[Stored data entries]
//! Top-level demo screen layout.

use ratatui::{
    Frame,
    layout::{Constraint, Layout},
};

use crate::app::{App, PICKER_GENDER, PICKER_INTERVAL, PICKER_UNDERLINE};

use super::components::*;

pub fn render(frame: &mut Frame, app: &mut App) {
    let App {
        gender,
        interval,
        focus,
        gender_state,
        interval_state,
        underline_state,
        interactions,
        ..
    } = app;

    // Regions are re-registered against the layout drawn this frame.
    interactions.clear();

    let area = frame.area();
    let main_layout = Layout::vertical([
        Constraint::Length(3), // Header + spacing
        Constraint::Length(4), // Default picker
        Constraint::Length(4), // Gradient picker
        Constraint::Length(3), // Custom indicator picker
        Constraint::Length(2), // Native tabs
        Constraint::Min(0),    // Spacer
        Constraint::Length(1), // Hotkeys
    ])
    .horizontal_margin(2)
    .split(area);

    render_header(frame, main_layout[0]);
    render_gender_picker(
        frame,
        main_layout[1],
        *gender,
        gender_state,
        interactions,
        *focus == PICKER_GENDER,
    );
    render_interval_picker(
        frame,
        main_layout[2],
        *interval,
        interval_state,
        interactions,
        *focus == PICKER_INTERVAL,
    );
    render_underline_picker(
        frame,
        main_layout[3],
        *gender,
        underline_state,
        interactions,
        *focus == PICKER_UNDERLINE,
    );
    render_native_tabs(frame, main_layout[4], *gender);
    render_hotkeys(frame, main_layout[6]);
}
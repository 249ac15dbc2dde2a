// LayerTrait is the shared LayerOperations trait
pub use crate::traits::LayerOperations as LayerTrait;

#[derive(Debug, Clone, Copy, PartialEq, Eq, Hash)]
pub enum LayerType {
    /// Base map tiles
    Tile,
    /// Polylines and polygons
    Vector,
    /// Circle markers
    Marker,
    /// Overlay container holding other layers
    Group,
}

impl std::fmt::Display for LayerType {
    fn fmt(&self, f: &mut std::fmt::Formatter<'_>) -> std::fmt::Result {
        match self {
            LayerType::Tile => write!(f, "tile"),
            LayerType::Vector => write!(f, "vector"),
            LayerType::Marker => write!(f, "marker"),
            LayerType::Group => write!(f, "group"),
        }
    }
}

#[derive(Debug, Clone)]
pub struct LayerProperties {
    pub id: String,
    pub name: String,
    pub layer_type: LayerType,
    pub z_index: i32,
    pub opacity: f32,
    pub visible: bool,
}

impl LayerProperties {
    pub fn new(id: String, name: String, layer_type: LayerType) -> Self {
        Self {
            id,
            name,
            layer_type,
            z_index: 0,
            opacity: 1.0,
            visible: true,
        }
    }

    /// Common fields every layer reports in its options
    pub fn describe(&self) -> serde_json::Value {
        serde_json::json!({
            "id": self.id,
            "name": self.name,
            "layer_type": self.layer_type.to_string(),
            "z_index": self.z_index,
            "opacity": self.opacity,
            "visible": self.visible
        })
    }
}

* [Work order] Copy down every line of the entries containing the word "write".

* [Your solution]
            LayerType::Tile => write!(f, "tile"),
            LayerType::Vector => write!(f, "vector"),
            LayerType::Marker => write!(f, "marker"),
            LayerType::Group => write!(f, "group"),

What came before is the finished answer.